These frequent fires not only maintained the vigor of sprouters such as
ground blueberry but also resulted in a compositionally stable plant
community. During recent years, fire suppression and declining stand
flammability attributed to urban encroachment, has contributed to the
decline of these communities. In some areas, concomitant increases in
various evergreen hardwood or southern mixed hardwood forests have been
observed [1]. Natural fire intervals are estimated at approximately 10
to 20 years in coastal Georgia pine-oak scrub.
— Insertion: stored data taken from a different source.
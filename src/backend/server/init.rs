/**
 * Server Initialization
 *
 * This module handles the initialization and setup of the Axum HTTP server,
 * including store selection, account seeding and route configuration.
 *
 * # Initialization Process
 *
 * 1. Pick the record stores: PostgreSQL when `database_url` is set,
 *    in-memory maps otherwise
 * 2. Build the application state
 * 3. Seed the default accounts if enabled
 * 4. Start the expired-lock reaper if an interval is configured
 * 5. Create and configure the router
 */

use std::sync::Arc;

use axum::Router;

use crate::backend::auth::db::PgUserStore;
use crate::backend::auth::memory::MemoryUserStore;
use crate::backend::auth::users::{seed_default_users, UserStore};
use crate::backend::contacts::db::PgContactStore;
use crate::backend::contacts::memory::MemoryContactStore;
use crate::backend::contacts::store::ContactStore;
use crate::backend::routes::router::create_router;
use crate::backend::server::config::{load_database, StartupError};
use crate::backend::server::state::AppState;
use crate::shared::AppConfig;

/// Build the application state for `config`
pub async fn create_state(config: AppConfig) -> Result<AppState, StartupError> {
    let (contacts, users): (Arc<dyn ContactStore>, Arc<dyn UserStore>) = match &config.database_url {
        Some(url) => {
            let pool = load_database(url).await?;
            (
                Arc::new(PgContactStore::new(pool.clone())),
                Arc::new(PgUserStore::new(pool)),
            )
        }
        None => {
            tracing::warn!("[Startup] DATABASE_URL not set. Records are kept in memory only.");
            (Arc::new(MemoryContactStore::new()), Arc::new(MemoryUserStore::new()))
        }
    };

    Ok(AppState::new(config, contacts, users))
}

/// Create and configure the Axum application
///
/// # Errors
///
/// Fails when the configured database cannot be reached or the default
/// accounts cannot be written.
pub async fn create_app(config: AppConfig) -> Result<Router<()>, StartupError> {
    tracing::info!("[Startup] Initializing ContactHub backend server");

    let app_state = create_state(config).await?;

    if app_state.config.seed_default_users {
        let created = seed_default_users(app_state.users.as_ref(), app_state.config.bcrypt_cost).await?;
        tracing::info!("[Startup] Seeded {} default users", created);
    }

    if let Some(every) = app_state.config.lock_reaper_interval {
        app_state.contacts.clone().spawn_lock_reaper(every);
    }

    let app = create_router(app_state);
    tracing::info!("[Startup] Router configured");

    Ok(app)
}
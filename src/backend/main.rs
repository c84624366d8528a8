/**
 * ContactHub Server Entry Point
 *
 * This is the main entry point for the ContactHub backend server.
 * It loads configuration, initializes tracing and serves the Axum app.
 */

#[cfg(feature = "ssr")]
#[tokio::main]
async fn main() -> Result<(), Box<dyn std::error::Error>> {
    // Load environment variables from .env file if present
    dotenv::dotenv().ok();

    // Initialize tracing with INFO level by default
    let env_filter = std::env::var("RUST_LOG").unwrap_or_else(|_| "info".to_string());

    tracing_subscriber::fmt()
        .with_env_filter(tracing_subscriber::EnvFilter::new(&env_filter))
        .init();

    tracing::info!("[Startup] Server initialization started (RUST_LOG={})", env_filter);

    let config = contacthub::shared::AppConfig::from_env()?;
    let port = config.server_port;

    // Create the Axum app
    let app = contacthub::backend::server::init::create_app(config).await?;

    let addr = std::net::SocketAddr::from(([0, 0, 0, 0], port));
    tracing::info!("[Startup] Starting server on {}", addr);

    // Run the server
    let listener = tokio::net::TcpListener::bind(addr).await?;
    axum::serve(listener, app).await?;

    Ok(())
}

#[cfg(not(feature = "ssr"))]
fn main() {
    eprintln!("Server requires the 'ssr' feature to be enabled.");
    eprintln!("Run with: cargo run --bin contacthub-server --features ssr");
    std::process::exit(1);
}
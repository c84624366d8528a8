//! Contact Record Store
//!
//! The persistence boundary for contacts. The contact service only talks to
//! this trait, so the same orchestration runs against the in-memory store and
//! against PostgreSQL.
//!
//! # Revisions
//!
//! Every saved record carries the revision it was read at. `save` only
//! succeeds if the stored revision still matches, and bumps it by one. A
//! mismatch is reported as `StoreError::StaleRevision` so the caller can
//! re-read and decide again.

use async_trait::async_trait;
use chrono::{DateTime, Utc};
use uuid::Uuid;

use crate::backend::error::StoreError;
use crate::shared::contact::{Contact, ContactFields};

/// Filter applied to listings and counts
///
/// Text filters are case-insensitive substring matches. All set filters must
/// match.
#[derive(Debug, Clone, Default, PartialEq, Eq)]
pub struct ContactFilter {
    pub name: Option<String>,
    pub phone: Option<String>,
    pub address: Option<String>,
    /// Exact match on the creating principal
    pub created_by: Option<String>,
    /// Only records whose lock was acquired strictly before this instant
    pub locked_before: Option<DateTime<Utc>>,
}

impl ContactFilter {
    /// Build a text filter, ignoring blank values
    pub fn text(name: Option<&str>, phone: Option<&str>, address: Option<&str>) -> Self {
        let clean = |value: Option<&str>| {
            value
                .map(str::trim)
                .filter(|value| !value.is_empty())
                .map(str::to_string)
        };
        Self {
            name: clean(name),
            phone: clean(phone),
            address: clean(address),
            ..Self::default()
        }
    }

    pub fn created_by(username: impl Into<String>) -> Self {
        Self {
            created_by: Some(username.into()),
            ..Self::default()
        }
    }

    pub fn locked_before(cutoff: DateTime<Utc>) -> Self {
        Self {
            locked_before: Some(cutoff),
            ..Self::default()
        }
    }

    /// Evaluate the filter against a record in memory
    pub fn matches(&self, contact: &Contact) -> bool {
        fn contains(haystack: &str, needle: &Option<String>) -> bool {
            needle
                .as_ref()
                .is_none_or(|needle| haystack.to_lowercase().contains(&needle.to_lowercase()))
        }

        contains(&contact.name, &self.name)
            && contains(&contact.phone, &self.phone)
            && contains(&contact.address, &self.address)
            && self
                .created_by
                .as_ref()
                .is_none_or(|creator| contact.created_by.as_ref() == Some(creator))
            && self
                .locked_before
                .is_none_or(|cutoff| contact.locked_at().is_some_and(|at| at < cutoff))
    }
}

/// Listing order
#[derive(Debug, Clone, Copy, Default, PartialEq, Eq)]
pub enum ContactSort {
    #[default]
    NewestFirst,
    OldestFirst,
}

/// A filtered, sorted page of contacts
#[derive(Debug, Clone, PartialEq, Eq)]
pub struct ContactQuery {
    pub filter: ContactFilter,
    pub sort: ContactSort,
    pub skip: u64,
    pub limit: u64,
}

impl ContactQuery {
    pub fn new(filter: ContactFilter) -> Self {
        Self {
            filter,
            sort: ContactSort::default(),
            skip: 0,
            limit: u64::MAX,
        }
    }

    pub fn page(mut self, skip: u64, limit: u64) -> Self {
        self.skip = skip;
        self.limit = limit;
        self
    }

    pub fn sorted(mut self, sort: ContactSort) -> Self {
        self.sort = sort;
        self
    }
}

#[async_trait]
pub trait ContactStore: Send + Sync {
    /// Records matching the query, in query order
    async fn find(&self, query: &ContactQuery) -> Result<Vec<Contact>, StoreError>;

    /// Number of records matching the filter
    async fn count(&self, filter: &ContactFilter) -> Result<u64, StoreError>;

    async fn find_by_id(&self, id: Uuid) -> Result<Option<Contact>, StoreError>;

    /// Persist a new, unlocked record and return it with its assigned id
    async fn create(
        &self,
        fields: ContactFields,
        created_by: Option<String>,
    ) -> Result<Contact, StoreError>;

    /// Write back a record read earlier.
    ///
    /// Fails with `StaleRevision` if someone else saved it in the meantime and
    /// with `Missing` if it has been deleted.
    async fn save(&self, contact: &Contact) -> Result<Contact, StoreError>;

    /// Remove a record, returning it if it existed
    async fn delete_by_id(&self, id: Uuid) -> Result<Option<Contact>, StoreError>;
}
//! Contact Data Structure
//!
//! Represents a record in the shared contact list, together with its
//! optimistic edit lock.
//!
//! # Wire Format
//!
//! On the wire a contact carries two nullable fields, `lockedBy` and
//! `lockedAt`. In memory they are a single `Option<RecordLock>`, so a contact
//! can never hold one without the other. Documents that set only one of the
//! two are rejected during deserialization.

use chrono::{DateTime, Duration, Utc};
use serde::{Deserialize, Deserializer, Serialize};
use serde_json::Value;
use uuid::Uuid;

use crate::shared::error::SharedError;

/// Lock held on a contact by a single principal
#[derive(Debug, Clone, PartialEq, Eq, Serialize, Deserialize)]
pub struct RecordLock {
    /// Username of the lock holder
    pub holder: String,
    /// When the lock was last acquired or refreshed
    pub acquired_at: DateTime<Utc>,
}

impl RecordLock {
    pub fn new(holder: impl Into<String>, acquired_at: DateTime<Utc>) -> Self {
        Self {
            holder: holder.into(),
            acquired_at,
        }
    }

    /// Whether the lock is still inside its expiry window at `now`.
    ///
    /// The window is half-open: a lock aged exactly `ttl` has expired.
    pub fn is_live(&self, now: DateTime<Utc>, ttl: Duration) -> bool {
        now - self.acquired_at < ttl
    }
}

/// A contact in the shared list
#[derive(Debug, Clone, PartialEq, Eq, Serialize, Deserialize)]
#[serde(into = "ContactDocument", try_from = "ContactDocument")]
pub struct Contact {
    /// Unique contact ID, assigned by the store
    pub id: Uuid,
    pub name: String,
    pub phone: String,
    pub address: String,
    /// Free-form notes, empty when absent
    pub notes: String,
    /// Current edit lock, if any
    pub lock: Option<RecordLock>,
    /// Username of the principal that created the record
    pub created_by: Option<String>,
    /// Store-maintained write counter
    pub revision: i64,
    pub created_at: DateTime<Utc>,
    pub updated_at: DateTime<Utc>,
}

impl Contact {
    /// Build a fresh, unlocked record from validated fields.
    ///
    /// Stores call this when persisting a new contact.
    pub fn new(fields: ContactFields, created_by: Option<String>, now: DateTime<Utc>) -> Self {
        Self {
            id: Uuid::new_v4(),
            name: fields.name,
            phone: fields.phone,
            address: fields.address,
            notes: fields.notes,
            lock: None,
            created_by,
            revision: 0,
            created_at: now,
            updated_at: now,
        }
    }

    /// Username of the current lock holder
    pub fn locked_by(&self) -> Option<&str> {
        self.lock.as_ref().map(|lock| lock.holder.as_str())
    }

    /// When the current lock was acquired
    pub fn locked_at(&self) -> Option<DateTime<Utc>> {
        self.lock.as_ref().map(|lock| lock.acquired_at)
    }

    /// Replace the editable fields with validated values
    pub fn apply_fields(&mut self, fields: ContactFields) {
        self.name = fields.name;
        self.phone = fields.phone;
        self.address = fields.address;
        self.notes = fields.notes;
    }
}

/// Contact fields as submitted by a client, before validation
///
/// Any field that is missing, `null` or not a string reads as absent, so
/// malformed input is reported by validation rather than by the JSON layer.
#[derive(Debug, Clone, Default, PartialEq, Eq, Serialize, Deserialize)]
pub struct ContactDraft {
    #[serde(default, deserialize_with = "text_or_empty")]
    pub name: String,
    #[serde(default, deserialize_with = "text_or_empty")]
    pub phone: String,
    #[serde(default, deserialize_with = "text_or_empty")]
    pub address: String,
    #[serde(default, deserialize_with = "text_or_none")]
    pub notes: Option<String>,
}

fn text_or_none<'de, D>(deserializer: D) -> Result<Option<String>, D::Error>
where
    D: Deserializer<'de>,
{
    Ok(match Value::deserialize(deserializer)? {
        Value::String(text) => Some(text),
        _ => None,
    })
}

fn text_or_empty<'de, D>(deserializer: D) -> Result<String, D::Error>
where
    D: Deserializer<'de>,
{
    Ok(text_or_none(deserializer)?.unwrap_or_default())
}

impl ContactDraft {
    pub fn new(name: impl Into<String>, phone: impl Into<String>, address: impl Into<String>) -> Self {
        Self {
            name: name.into(),
            phone: phone.into(),
            address: address.into(),
            notes: None,
        }
    }

    pub fn with_notes(mut self, notes: impl Into<String>) -> Self {
        self.notes = Some(notes.into());
        self
    }
}

/// Trimmed, validated contact fields
///
/// Only produced by [`crate::shared::validation::validate_contact`].
#[derive(Debug, Clone, PartialEq, Eq)]
pub struct ContactFields {
    pub name: String,
    pub phone: String,
    pub address: String,
    pub notes: String,
}

/// Wire and row representation of a contact
#[derive(Debug, Clone, Serialize, Deserialize)]
#[cfg_attr(feature = "ssr", derive(sqlx::FromRow))]
#[serde(rename_all = "camelCase")]
pub struct ContactDocument {
    pub id: Uuid,
    pub name: String,
    pub phone: String,
    pub address: String,
    #[serde(default)]
    pub notes: String,
    #[serde(default)]
    pub locked_by: Option<String>,
    #[serde(default)]
    pub locked_at: Option<DateTime<Utc>>,
    #[serde(default)]
    pub created_by: Option<String>,
    #[serde(default)]
    pub revision: i64,
    pub created_at: DateTime<Utc>,
    pub updated_at: DateTime<Utc>,
}

impl From<Contact> for ContactDocument {
    fn from(contact: Contact) -> Self {
        let (locked_by, locked_at) = match contact.lock {
            Some(lock) => (Some(lock.holder), Some(lock.acquired_at)),
            None => (None, None),
        };
        Self {
            id: contact.id,
            name: contact.name,
            phone: contact.phone,
            address: contact.address,
            notes: contact.notes,
            locked_by,
            locked_at,
            created_by: contact.created_by,
            revision: contact.revision,
            created_at: contact.created_at,
            updated_at: contact.updated_at,
        }
    }
}

impl TryFrom<ContactDocument> for Contact {
    type Error = SharedError;

    fn try_from(doc: ContactDocument) -> Result<Self, Self::Error> {
        let holder = doc.locked_by.filter(|holder| !holder.is_empty());
        let lock = match (holder, doc.locked_at) {
            (Some(holder), Some(acquired_at)) => Some(RecordLock { holder, acquired_at }),
            (None, None) => None,
            (Some(_), None) => {
                return Err(SharedError::invalid_record(format!(
                    "contact {} has lockedBy without lockedAt",
                    doc.id
                )))
            }
            (None, Some(_)) => {
                return Err(SharedError::invalid_record(format!(
                    "contact {} has lockedAt without lockedBy",
                    doc.id
                )))
            }
        };

        Ok(Self {
            id: doc.id,
            name: doc.name,
            phone: doc.phone,
            address: doc.address,
            notes: doc.notes,
            lock,
            created_by: doc.created_by,
            revision: doc.revision,
            created_at: doc.created_at,
            updated_at: doc.updated_at,
        })
    }
}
These intervals, which
correspond to coastal drought cycles, are too short to allow hardwood
dominance [15].
Ground blueberry is well able to persist despite periodic fires.
Evidence suggests that short fire intervals characteristic of most
ground blueberry communities have produced natural selection for a
"xerophytic genotype which is strongly adapted to fire" [42].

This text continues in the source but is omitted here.